Selain admin dan creator di WAG, polisi juga mengamankan 4 orang admin dan creator dari Facebook. Mereka adalah orang-orang dibalik grup Facebook STM Sejabodetabek.
"Adapun inisial nya adalah WH (16), MRAI (16), GAS (16) dan JN (17) yang merupakan kreator grup, atau yang membuat akun FB tersebut," kata Nana.
Selaiin membuat postingan bernada provokasi seperti panggilan untuk turun ke jalan menuju Istana Negara, para admin ini juga menyerukan agar para pelajar yang turun ke jalan membawa beberapa peralatan seperti petasan, molotov, senter laser, dan ban bekas.

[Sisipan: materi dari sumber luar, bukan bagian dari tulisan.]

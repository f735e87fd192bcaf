mod buffer;
mod evictor;
mod file_manager;
mod page;

pub(crate) use crate::pager::buffer::BufferPool;
pub use crate::pager::page::{Value, VALUE_SIZE};
pub(crate) use crate::pager::page::{
    cut, init_free, init_in_use, is_free_layout, read_link, write_link, Entry, HeaderPage,
    InternalNode, LeafNode, Node, Record, ENTRY_ORDER, ENTRY_PER_PAGE, FREE_LIST_HEAD,
    HEADER_PAGE, INITIAL_PAGE_COUNT, INITIAL_ROOT, PAGE_SIZE, RECORD_ORDER, RECORD_PER_PAGE,
};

Akibatnya, pelajar tersulut dan melakukan pengerusakan di beberapa fasilitas umum.
Dari penangkapan dan pemeriksaan para pelajar itu, Nana tetap meyakini adanya keterlibatan kelompok anarko.
"Ini admin kelompok anarko atas nama, atau yang berumur MR (17) ini masih pelajar, dan terus kita kembangkan baik dari pelajar dan kelompok anarko masih kita kembangkan untuk cari siapa penggeraknya," urai dia.
Kecurigaan polisi ini terhadap kelompok anarko ini karena beberapa alasan. Pertama, karena mereka memiliki sifat yang merusak, berbuat anarkis pada setiap kesempatan yang ada.
"Jadi begini anarko ini kan dari kata anarkis, mereka menginginkan kebebasan dan kekerasan, yang mereka anti kemapanan lah," kata Nana.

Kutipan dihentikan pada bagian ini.